History of the Cedarburg Mill

The Cedarburg Mill was built by Cedarburg founders Frederick Hilgen and William Schroeder in 1855 at a cost of $22,000, on land at $1 per acre, and was considered one of the finest mills in the Midwest.  The architect and builder was Burchard Weber,   The design is Greek revival, with the lower walls being 32 inches thick.  The clearstory and monitor roof were popular with eastern mills at the time since they added light and ventilation.  This building replaced an earlier one built by Hilgen and Schroeder in 1844.  Note that the main part of the building is 5 stories high.

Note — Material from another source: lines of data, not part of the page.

//! UseCase errors.

use thiserror::Error;

use crate::domain::{MessageId, RepositoryError};

#[derive(Debug, Clone, PartialEq, Eq, Error)]
pub enum CreateMessageError {
    #[error("Failed to store message: {0}")]
    Repository(#[from] RepositoryError),
}

#[derive(Debug, Clone, PartialEq, Eq, Error)]
pub enum EditMessageError {
    #[error("Message '{0}' not found")]
    NotFound(MessageId),

    #[error("Failed to update message: {0}")]
    Repository(RepositoryError),
}

impl From<RepositoryError> for EditMessageError {
    fn from(error: RepositoryError) -> Self {
        match error {
            RepositoryError::NotFound(id) => Self::NotFound(id),
            other => Self::Repository(other),
        }
    }
}

#[derive(Debug, Clone, PartialEq, Eq, Error)]
pub enum DeleteMessageError {
    #[error("Message '{0}' not found")]
    NotFound(MessageId),

    #[error("Failed to delete message: {0}")]
    Repository(RepositoryError),
}

impl From<RepositoryError> for DeleteMessageError {
    fn from(error: RepositoryError) -> Self {
        match error {
            RepositoryError::NotFound(id) => Self::NotFound(id),
            other => Self::Repository(other),
        }
    }
}

#[derive(Debug, Clone, PartialEq, Eq, Error)]
pub enum GetMessageError {
    #[error("Message '{0}' not found")]
    NotFound(MessageId),

    #[error("Failed to load message: {0}")]
    Repository(#[from] RepositoryError),
}

#[derive(Debug, Clone, PartialEq, Eq, Error)]
pub enum ListMessagesError {
    #[error("Failed to list messages: {0}")]
    Repository(#[from] RepositoryError),
}

#[derive(Debug, Clone, PartialEq, Eq, Error)]
pub enum ConnectError {
    #[error("Connection limit of {0} reached")]
    CapacityExceeded(usize),

    #[error("Failed to register connection: {0}")]
    RegistrationFailed(String),
}
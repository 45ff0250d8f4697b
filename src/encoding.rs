//! Sparse hash encoding.
//!
//! While a sketch is sparse it stores one 32-bit word per observed hash
//! instead of updating a register array. The word keeps enough of the
//! original 64-bit hash to reproduce exactly the `(index, rank)` pair the
//! dense representation would have derived, at the higher sparse precision
//! `PP`. Two layouts are distinguished by the least significant bit:
//!
//! - LSB = 0: `[ hash prefix: PP bits | 0 ]`. The bits between the dense
//!   index and the sparse index are non-zero, so the rank can be recomputed
//!   from the stored prefix.
//! - LSB = 1: `[ index: PP bits | rank: 6 bits | 1 ]`. Those bits are all
//!   zero, so the rank had to be computed from the discarded low bits and is
//!   carried explicitly.
//!
//! Sorting encoded words ascending groups them by sparse index, which is
//! what keeps the compressed list mergeable in a single linear pass.

/// Sparse precision: number of hash prefix bits kept by the sparse
/// representation. Fixed by the encoding layout (`PP + 6 + 1 = 32`).
pub(crate) const PP: u8 = 25;

/// Number of virtual registers addressed while sparse.
pub(crate) const MP: u32 = 1 << PP;

/// Extract `length` bits of `v` starting at bit `start` (LSB 0 numbering).
#[inline]
pub(crate) fn bextr(v: u64, start: u8, length: u8) -> u64 {
    (v >> start) & ((1 << length) - 1)
}

/// 32-bit variant of [`bextr`], extracting bits `[lo, hi)`.
#[inline]
pub(crate) fn eb32(bits: u32, hi: u8, lo: u8) -> u32 {
    let m = ((1u32 << (hi - lo)) - 1) << lo;
    (bits & m) >> lo
}

/// Encode a 64-bit hash into its 32-bit sparse form.
#[inline]
pub(crate) fn encode_hash(x: u64, p: u8) -> u32 {
    let idx = bextr(x, 64 - PP, PP) as u32;

    if bextr(x, 64 - PP, PP - p) == 0 {
        // The run of zeros reaches past the sparse prefix; count it over the
        // remaining low bits, bounded by a sentinel, and store it.
        let zeros = ((bextr(x, 0, 64 - PP) << PP) | ((1 << PP) - 1)).leading_zeros() + 1;
        (idx << 7) | (zeros << 1) | 1
    } else {
        idx << 1
    }
}

/// Decode a 32-bit sparse form back into the dense `(index, rank)` pair.
#[inline]
pub(crate) fn decode_hash(k: u32, p: u8) -> (u32, u8) {
    let r = if k & 1 == 1 {
        eb32(k, 7, 1) as u8 + PP - p
    } else {
        // The 64-bit clz reduced by 32 doubles as a 32-bit clz.
        (((k << (32 - PP + p - 1)) as u64).leading_zeros() - 31) as u8
    };
    (get_index(k, p), r)
}

/// Dense register index stored in an encoded sparse hash.
#[inline]
pub(crate) fn get_index(k: u32, p: u8) -> u32 {
    if k & 1 == 1 {
        eb32(k, 32, 32 - p)
    } else {
        eb32(k, PP + 1, PP - p + 1)
    }
}
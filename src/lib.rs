//! `cardinality-sketch` estimates the number of distinct elements in a
//! stream of opaque byte values in constant memory, using the HyperLogLog++
//! algorithm with a sparse representation for small cardinalities.
//!
//! # Representations
//!
//! ## Sparse
//! Small sets are stored as 32-bit encoded hash prefixes at a fixed sparse
//! precision of 25 bits: a bounded unordered buffer absorbs recent
//! insertions and is periodically folded into an ordered, delta-varint
//! compressed list. Counting is linear counting over `2^25` virtual
//! registers and is near-exact in this range.
//!
//! ## Dense
//! Once the sparse list would occupy more than the register array itself,
//! the sketch converts to `2^p` one-byte registers, each tracking the
//! maximum observed leading-zero run for its hash bucket. Counting applies
//! the bias-corrected raw estimator with a linear-counting fallback while
//! many registers are still empty. The conversion is one-way.
//!
//! # Accuracy
//!
//! Relative error of the dense estimator is roughly `1.04 / sqrt(2^p)`:
//! about 1.6% at `p = 12` and 0.4% at `p = 16`, with near-exact results
//! below the sparse-to-dense threshold.
//!
//! # Merging
//!
//! Sketches built with the same precision merge losslessly: the result is
//! identical to the sketch that would have observed the union of both
//! streams. [`HyperLogLogPlus::merge`] accepts any [`Sketch`] trait object
//! and rejects unknown concrete kinds, so heterogeneous collections of
//! sketches can be folded without knowing their types up front.
//!
//! # Example
//!
//! ```
//! use cardinality_sketch::HyperLogLogPlus;
//!
//! let mut sketch = HyperLogLogPlus::new(14)?;
//! for word in ["to", "be", "or", "not", "to", "be"] {
//!     sketch.add(word.as_bytes());
//! }
//! assert_eq!(sketch.count(), 4);
//! # Ok::<(), cardinality_sketch::SketchError>(())
//! ```

mod bias;
mod compressed;
mod encoding;
mod error;
mod estimator;
mod sketch;

pub use error::SketchError;
pub use estimator::HyperLogLogPlus;
pub use sketch::Sketch;
//! Placement system for item locations.
//!
//! Buckets are **deployment-configured**, not hardcoded. Boards define their
//! pool, zones and optional trash via `BoardConfig` at startup.
//!
//! ## Key Types
//!
//! - `BucketId`: Compact bucket identifier (from `core::config`)
//! - `PlacementStore`: Item location tracking and movement rules
//! - `DropTarget`: Where a drag ended (a bucket, or outside)
//! - `MoveOutcome`: Whether a move applied, and why not

pub mod store;

pub use store::{DropTarget, IgnoreReason, MoveOutcome, PlacementStore};

// Re-export bucket types from core for convenience
pub use crate::core::config::{BucketId, BucketKind, BucketLayout};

The section to the left is of the same style as the main section, but is not as high. Cranes had not yet been invented in 1855, so an incline several blocks long was built to carry material to the upper levels.  A donkey was used to pull the heavy stone blocks up this incline.  Hilgen and Schroeder built a dam on the creek north the mill, and put  a water wheel near the dam to power the mill.  The mill could produce 120 barrels of flour a day, which was sold in a shop owned by Hilgen and Schroeder.  Because the Cedarburg Mill prospered, four other mills were later built along Cedar Creek.
The Cedarburg Mill is now listed on the U.S.    National Register of Historic Places.

In 2005, the Cedarburg Historical Society, who owned the property, wanted the building to remain a feed mill, and decided that the vision Lynn and Doug Wilde had “would be a good fit” for the oldest retail establishment in the community. 

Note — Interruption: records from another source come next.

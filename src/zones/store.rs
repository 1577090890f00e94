//! Placement store: item locations and movement rules.
//!
//! The `PlacementStore` owns the assignment of every item to a bucket and is
//! the only thing allowed to change it. It supports:
//! - Moving an item to a bucket (appended last)
//! - Ignoring drops outside any bucket or on unknown targets
//! - A terminal trash bucket that only `reset` empties
//! - Resetting every item back to the pool

use tracing::{debug, trace};

use crate::core::assignment::Assignment;
use crate::core::config::{BoardConfig, BucketId, BucketLayout};
use crate::core::error::ConfigError;
use crate::core::item::ItemId;

/// Where a drag ended.
#[derive(Clone, Copy, Debug, PartialEq, Eq, Hash)]
pub enum DropTarget {
    /// Released over a bucket.
    Bucket(BucketId),
    /// Released outside every recognized bucket.
    Outside,
}

impl From<Option<BucketId>> for DropTarget {
    fn from(bucket: Option<BucketId>) -> Self {
        bucket.map_or(DropTarget::Outside, DropTarget::Bucket)
    }
}

impl From<BucketId> for DropTarget {
    fn from(bucket: BucketId) -> Self {
        DropTarget::Bucket(bucket)
    }
}

/// Why a move left the assignment unchanged.
#[derive(Clone, Copy, Debug, PartialEq, Eq)]
pub enum IgnoreReason {
    /// Dropped outside any bucket.
    Outside,
    /// Item is not part of the universe.
    UnknownItem,
    /// Target bucket is not configured.
    UnknownBucket,
    /// Item is already in the target bucket.
    SameBucket,
    /// Item is in the trash and stays there until reset.
    Trashed,
}

impl IgnoreReason {
    /// Short name used in log fields.
    #[must_use]
    pub const fn as_str(self) -> &'static str {
        match self {
            IgnoreReason::Outside => "outside",
            IgnoreReason::UnknownItem => "unknown_item",
            IgnoreReason::UnknownBucket => "unknown_bucket",
            IgnoreReason::SameBucket => "same_bucket",
            IgnoreReason::Trashed => "trashed",
        }
    }
}

/// Result of a single move request.
#[derive(Clone, Copy, Debug, PartialEq, Eq)]
pub enum MoveOutcome {
    /// The item changed buckets.
    Moved { from: BucketId, to: BucketId },
    /// Nothing changed.
    Ignored(IgnoreReason),
}

impl MoveOutcome {
    /// Did the assignment change?
    #[must_use]
    pub const fn is_moved(self) -> bool {
        matches!(self, MoveOutcome::Moved { .. })
    }
}

/// Owns the item → bucket assignment for one board.
///
/// ## Usage
///
/// ```
/// use placement_board::core::{BoardConfig, BucketConfig, ItemId};
/// use placement_board::zones::{DropTarget, PlacementStore};
///
/// let config = BoardConfig::new(BucketConfig::named("pool"))
///     .with_zone(BucketConfig::named("zoneA"))
///     .with_zone(BucketConfig::named("zoneB"))
///     .with_numbered_items(3);
/// let mut store = PlacementStore::new(&config).unwrap();
///
/// let zone_a = store.layout().resolve("zoneA").unwrap();
/// let snapshot = store.move_item(&ItemId::new("2"), DropTarget::Bucket(zone_a));
///
/// assert_eq!(snapshot.query(zone_a), vec![ItemId::new("2")]);
/// assert_eq!(store.query_named("pool"), vec![ItemId::new("1"), ItemId::new("3")]);
/// ```
#[derive(Clone, Debug)]
pub struct PlacementStore {
    layout: BucketLayout,
    /// Item universe in initial pool order.
    universe: Vec<ItemId>,
    assignment: Assignment,
}

impl PlacementStore {
    /// Create a store with every item in the pool.
    pub fn new(config: &BoardConfig) -> Result<Self, ConfigError> {
        let layout = config.layout()?;
        let universe = config.items.clone();
        let assignment = Assignment::initial(&universe, layout.len());

        debug!(
            buckets = layout.len(),
            items = universe.len(),
            trash = layout.trash().is_some(),
            "placement store created"
        );

        Ok(Self {
            layout,
            universe,
            assignment,
        })
    }

    /// Apply a move and report what happened.
    pub fn apply_move(&mut self, item: &ItemId, target: DropTarget) -> MoveOutcome {
        let outcome = self.plan_move(item, target);

        match outcome {
            MoveOutcome::Moved { from, to } => {
                self.assignment.relocate(item, from, to);
                debug!(item = item.as_str(), %from, %to, "moved item");
            }
            MoveOutcome::Ignored(reason) => {
                trace!(item = item.as_str(), reason = reason.as_str(), "ignored move");
            }
        }

        outcome
    }

    fn plan_move(&self, item: &ItemId, target: DropTarget) -> MoveOutcome {
        let to = match target {
            DropTarget::Outside => return MoveOutcome::Ignored(IgnoreReason::Outside),
            DropTarget::Bucket(bucket) if !self.layout.contains(bucket) => {
                return MoveOutcome::Ignored(IgnoreReason::UnknownBucket);
            }
            DropTarget::Bucket(bucket) => bucket,
        };

        let Some(from) = self.assignment.bucket_of(item) else {
            return MoveOutcome::Ignored(IgnoreReason::UnknownItem);
        };

        if self.layout.is_trash(from) {
            MoveOutcome::Ignored(IgnoreReason::Trashed)
        } else if from == to {
            MoveOutcome::Ignored(IgnoreReason::SameBucket)
        } else {
            MoveOutcome::Moved { from, to }
        }
    }

    /// Move an item and return the resulting snapshot.
    ///
    /// Never fails: drops outside any bucket, unknown items, unknown buckets,
    /// moves into the current bucket and moves out of the trash all leave
    /// the assignment unchanged.
    pub fn move_item(&mut self, item: &ItemId, target: DropTarget) -> Assignment {
        self.apply_move(item, target);
        self.snapshot()
    }

    /// Move an item to the bucket named by a drop-target id.
    ///
    /// `None` and unconfigured names are treated as dropping outside.
    pub fn move_to_named(&mut self, item: &ItemId, over: Option<&str>) -> Assignment {
        let target = DropTarget::from(over.and_then(|name| self.layout.resolve(name)));
        self.move_item(item, target)
    }

    /// Return every item, trashed ones included, to the pool.
    ///
    /// The pool is restored to universe order and every other bucket is empty.
    pub fn reset(&mut self) -> Assignment {
        self.assignment = Assignment::initial(&self.universe, self.layout.len());
        debug!(items = self.universe.len(), "reset all items to pool");
        self.snapshot()
    }

    /// Items in a bucket, most recently placed last.
    ///
    /// Returns empty for unknown buckets.
    #[must_use]
    pub fn query(&self, bucket: BucketId) -> Vec<ItemId> {
        self.assignment.query(bucket)
    }

    /// Items in the bucket with the given name.
    #[must_use]
    pub fn query_named(&self, name: &str) -> Vec<ItemId> {
        self.layout
            .resolve(name)
            .map_or_else(Vec::new, |bucket| self.query(bucket))
    }

    /// Get the bucket an item is in.
    #[must_use]
    pub fn bucket_of(&self, item: &ItemId) -> Option<BucketId> {
        self.assignment.bucket_of(item)
    }

    /// Can the item still be dragged? False for trashed and unknown items.
    #[must_use]
    pub fn is_movable(&self, item: &ItemId) -> bool {
        self.bucket_of(item)
            .is_some_and(|bucket| !self.layout.is_trash(bucket))
    }

    /// Immutable snapshot of the current assignment.
    #[must_use]
    pub fn snapshot(&self) -> Assignment {
        self.assignment.clone()
    }

    /// The bucket layout this store was built with.
    #[must_use]
    pub fn layout(&self) -> &BucketLayout {
        &self.layout
    }

    /// The item universe, in initial pool order.
    #[must_use]
    pub fn items(&self) -> &[ItemId] {
        &self.universe
    }
}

The building – which has been some type of feed store since it was constructed over 150 years ago – has evolved over the past century and a half, but has never strayed too far from it’s original form. 

While the iconic structure remains a stopping point for tourists to the area, the endless array of pet food and merchandise inside the building is what keeps the customers returning to this five-story site.